Substantial batch effects could be observed through hierarchical clustering by average linkage (Figure S7 in Supplementary Material). Batch correction and adjustment for seizures as a covariate was performed using ComBat on the four pipeline protocols highlighted in Table 2 (Johnson et al., 2007).

Batch correction by ComBat decreased the percentage of variation that could be attributable to batch from ∼25% after transformation and normalization to less than 1% in each of the four pipeline pathways. Scatterplots and IAC calculations indeed showed higher correlation between samples in two separate batches after correction (Figure 2; Figures S25 and 26 in Supplementary Material; Table 3). After the correction step, seizures became the most important predictor of variance in the dataset, but the PVE remained similar before and after correction. These results suggested that the use of Combat and appropriate preprocessing can effectively eliminate the potential for artifactual associations between gene expression levels and important covariates.

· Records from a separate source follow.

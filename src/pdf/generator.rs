use std::fs::{self, File};
use std::io::BufWriter;
use std::path::{Path, PathBuf};

use printpdf::{BuiltinFont, PdfDocument};

use crate::core::{generate_order_id, InvoiceError, InvoiceResult, LayoutConfig};
use crate::models::Order;

use super::builder::{mm, PageCanvas};
use super::theme::Theme;

const BRAND_NAME: &str = "ORCHID HOME GOODS";
const BRAND_MARK: &str = "ORCHID";
const TAGLINE: &str = "Thank you for your order";

// Vertical drops of the layout, measured from the top of the page down to the
// first table row. The item loop then advances by `LayoutConfig::row_height`.
const HEADER_BAND_H: f32 = 42.0;
const CUSTOMER_TOP_OFFSET: f32 = 56.0;
const CUSTOMER_LINE_STEP: f32 = 7.0;
const PRODUCTS_TITLE_DROP: f32 = 46.0;
const TABLE_HEADER_DROP: f32 = 7.0;
const RULE_DROP: f32 = 3.0;
const FIRST_ROW_DROP: f32 = 6.5;
const TOTAL_DROP: f32 = 10.5;

/// The derived artifact of one render call.
#[derive(Debug, Clone)]
pub struct InvoiceArtifact {
    pub order_id: String,
    pub path: PathBuf,
    pub total: f64,
    pub pages: usize,
}

pub struct InvoiceGenerator {
    output_dir: PathBuf,
    layout: LayoutConfig,
}

impl InvoiceGenerator {
    pub fn new(output_dir: impl Into<PathBuf>) -> Self {
        InvoiceGenerator {
            output_dir: output_dir.into(),
            layout: LayoutConfig::default(),
        }
    }

    pub fn with_layout(mut self, layout: LayoutConfig) -> Self {
        self.layout = layout;
        self
    }

    pub fn output_dir(&self) -> &Path {
        &self.output_dir
    }

    /// Lay out the invoice and write `<output_dir>/<order-id>.pdf`. The table
    /// continues on a new page when the cursor drops below the break
    /// threshold; headers are not repeated on continuation pages.
    pub fn render(&self, order: &Order) -> InvoiceResult<InvoiceArtifact> {
        order.validate()?;
        fs::create_dir_all(&self.output_dir)?;

        let order_id = generate_order_id();
        let path = self.output_dir.join(format!("{}.pdf", order_id));
        let theme = Theme::pick(&mut rand::thread_rng());

        let (width, height) = self.layout.page_size.dimensions();
        let margin = self.layout.margin.left;
        let body_size = self.layout.font_size;

        let name_x = margin + 3.0;
        let qty_x = width - 86.5;
        let amount_x = width - 27.0;

        let (doc, page, layer) =
            PdfDocument::new(format!("Invoice {}", order_id), mm(width), mm(height), "base");
        let font = doc
            .add_builtin_font(BuiltinFont::Helvetica)
            .map_err(|e| InvoiceError::Generation(e.to_string()))?;

        let mut canvas = PageCanvas::new(doc.get_page(page).get_layer(layer), font.clone(), width);
        let mut pages = 1usize;

        // Background and header band
        canvas.set_fill(theme.background).rect(0.0, 0.0, width, height);
        canvas
            .set_fill(theme.header)
            .rect(0.0, height - HEADER_BAND_H, width, HEADER_BAND_H);
        canvas
            .set_fill("#ffffff")
            .text(margin, height - 25.0, 28.0, BRAND_NAME)
            .text(margin, height - 33.5, 14.0, TAGLINE);

        // Watermark
        canvas
            .set_fill("#e8e8e8")
            .text_center(height / 2.0 + 21.0, 70.0, BRAND_MARK);

        // Customer metadata
        let dash = |v: &Option<String>| v.clone().unwrap_or_else(|| "-".to_string());
        let mut y = height - CUSTOMER_TOP_OFFSET;
        let date = chrono::Local::now().format("%d/%m/%Y %H:%M");
        canvas.set_fill(theme.header);
        canvas.text(margin, y, body_size, &format!("Order ID: {}", order_id));
        canvas.text(
            margin,
            y - CUSTOMER_LINE_STEP,
            body_size,
            &format!("Date: {}", date),
        );
        canvas.text(
            margin,
            y - 2.0 * CUSTOMER_LINE_STEP,
            body_size,
            &format!("Name: {}", dash(&order.name)),
        );
        canvas.text(
            margin,
            y - 3.0 * CUSTOMER_LINE_STEP,
            body_size,
            &format!("Phone: {}", dash(&order.phone)),
        );
        canvas.text(
            margin,
            y - 4.0 * CUSTOMER_LINE_STEP,
            body_size,
            &format!("Address: {}", dash(&order.address)),
        );

        // Table title and headers
        y -= PRODUCTS_TITLE_DROP;
        canvas.text(margin, y, 16.0, "Products");

        y -= TABLE_HEADER_DROP;
        canvas.text(name_x, y, body_size, "Product");
        canvas.text_right(qty_x, y, body_size, "Quantity");
        canvas.text_right(amount_x, y, body_size, "Amount");

        y -= RULE_DROP;
        canvas
            .set_stroke(theme.header, 0.5)
            .hline(margin, width - margin, y);
        y -= FIRST_ROW_DROP;

        // Items
        canvas.set_fill("#000000");
        for item in &order.items {
            canvas.text(name_x, y, body_size, &item.name);
            canvas.text_right(
                qty_x,
                y,
                body_size,
                &format!("{} {}", item.qty, item.unit_label()),
            );
            canvas.text_right(amount_x, y, body_size, &format!("Rs {:.2}", item.subtotal()));

            y -= self.layout.row_height;
            if y < self.layout.break_threshold {
                let (p, l) = doc.add_page(mm(width), mm(height), "base");
                canvas = PageCanvas::new(doc.get_page(p).get_layer(l), font.clone(), width);
                canvas.set_fill("#000000");
                pages += 1;
                y = self.layout.continuation_top;
            }
        }

        if order.courier > 0.0 {
            canvas.text(name_x, y, body_size, "Courier Charges");
            canvas.text_right(amount_x, y, body_size, &format!("Rs {:.2}", order.courier));
            y -= self.layout.row_height;
        }

        let total = order.total();

        // Total box
        y -= TOTAL_DROP;
        canvas
            .set_fill(theme.accent)
            .rect(width - 80.0, y - 6.5, 53.0, 10.0);
        canvas
            .set_fill("#000000")
            .text_right(amount_x - 3.0, y - 1.0, 13.0, &format!("Total Rs {:.2}", total));

        // Footer on the last page
        canvas.set_fill("#555555");
        canvas.text_center(23.0, body_size, BRAND_NAME);
        canvas.text_center(
            17.0,
            9.0,
            "Thank you for your business! We look forward to working with you again.",
        );
        canvas.text_center(11.0, 9.0, "Contact: support@orchidhome.example");
        canvas.text_center(6.5, 9.0, "(c) 2026 Orchid Home Goods");

        doc.save(&mut BufWriter::new(File::create(&path)?))
            .map_err(|e| InvoiceError::Generation(e.to_string()))?;

        Ok(InvoiceArtifact {
            order_id,
            path,
            total,
            pages,
        })
    }
}

#[cfg(test)]
mod tests {
    use super::*;
    use crate::models::LineItem;
    use tempfile::tempdir;

    fn item(name: &str, price: f64, qty: f64) -> LineItem {
        LineItem {
            name: name.to_string(),
            price,
            qty,
            unit: None,
        }
    }

    fn order_with(items: Vec<LineItem>, courier: f64) -> Order {
        Order {
            name: Some("A".to_string()),
            phone: Some("555-0100".to_string()),
            address: Some("12 Harbor Lane".to_string()),
            items,
            courier,
        }
    }

    /// Rows that fit on the first page before the cursor crosses the break
    /// threshold, derived from the same layout constants the renderer uses.
    fn first_page_rows(layout: &LayoutConfig) -> usize {
        let (_, height) = layout.page_size.dimensions();
        let first_row = height
            - CUSTOMER_TOP_OFFSET
            - PRODUCTS_TITLE_DROP
            - TABLE_HEADER_DROP
            - RULE_DROP
            - FIRST_ROW_DROP;
        ((first_row - layout.break_threshold) / layout.row_height).floor() as usize
    }

    #[test]
    fn renders_pdf_and_computes_total() {
        let dir = tempdir().unwrap();
        let gen = InvoiceGenerator::new(dir.path());

        let order = order_with(vec![item("Rice", 100.0, 2.0), item("Oil", 50.0, 1.0)], 20.0);
        let artifact = gen.render(&order).unwrap();

        assert_eq!(artifact.total, 270.0);
        assert_eq!(artifact.pages, 1);
        assert_eq!(artifact.path, dir.path().join(format!("{}.pdf", artifact.order_id)));

        let bytes = fs::read(&artifact.path).unwrap();
        assert!(bytes.starts_with(b"%PDF"));
    }

    #[test]
    fn empty_order_writes_nothing() {
        let dir = tempdir().unwrap();
        let gen = InvoiceGenerator::new(dir.path());

        let err = gen.render(&order_with(vec![], 0.0)).unwrap_err();
        assert!(matches!(err, InvoiceError::Validation(_)));
        assert_eq!(fs::read_dir(dir.path()).unwrap().count(), 0);
    }

    #[test]
    fn breaks_to_a_new_page_at_the_threshold() {
        let dir = tempdir().unwrap();
        let layout = LayoutConfig::default();
        let gen = InvoiceGenerator::new(dir.path()).with_layout(layout.clone());
        let fits = first_page_rows(&layout);

        let exactly_full: Vec<_> = (0..fits).map(|i| item(&format!("Item {}", i), 10.0, 1.0)).collect();
        assert_eq!(gen.render(&order_with(exactly_full, 0.0)).unwrap().pages, 1);

        let one_over: Vec<_> = (0..fits + 1).map(|i| item(&format!("Item {}", i), 10.0, 1.0)).collect();
        assert_eq!(gen.render(&order_with(one_over, 0.0)).unwrap().pages, 2);
    }

    #[test]
    fn total_survives_pagination() {
        let dir = tempdir().unwrap();
        let gen = InvoiceGenerator::new(dir.path());

        let items: Vec<_> = (0..60).map(|i| item(&format!("Item {}", i), 7.5, 2.0)).collect();
        let artifact = gen.render(&order_with(items, 20.0)).unwrap();

        assert!(artifact.pages > 1);
        assert_eq!(artifact.total, 60.0 * 7.5 * 2.0 + 20.0);
    }
}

Based on these results with ComBat and the combination of factors listed above, including the intensity distribution, MDMR analysis, and IACs, we chose the log2–quantile method for our DASL-based brain gene expression dataset. Following these steps, the dataset was ready for probe-based filtering and differential expression analysis in BRB Array Tools, followed by enrichment analysis in the MetaCore software suite (Chow et al., in review).

Discussion

We have described a DASL assay-based gene expression preprocessing analysis and quality control strategy meant to accommodate problems associated with the use of degraded brain samples. The motivation for developing this strategy was to investigate aberrant molecular pathways in the brains of individuals with autism (Chow et al., in review). Preprocessing strategies have important downstream consequences, and should therefore be vetted appropriately. We exploited statistical methods such as MDMR (Zapala and Schork, 2006), the algorithms and procedures described in the lumi analysis package (Du et al., 2008), and mean IAC analysis (Oldham et al., 2008) to quantify and visualize the effects of each of our proposed preprocessing steps. Ultimately, it is crucially important to remove systemic error in microarray-based gene expression studies, so as not to unduly influence inferences made in such studies. The main goal of our preprocessing technique was to produce a clean dataset suitable for downstream differential expression analyses using statistical measures to quantify and visualize the effects of each preprocessing step. An alternate statistical modeling strategy may also be applied to adjust for batch effects and other confounding variables.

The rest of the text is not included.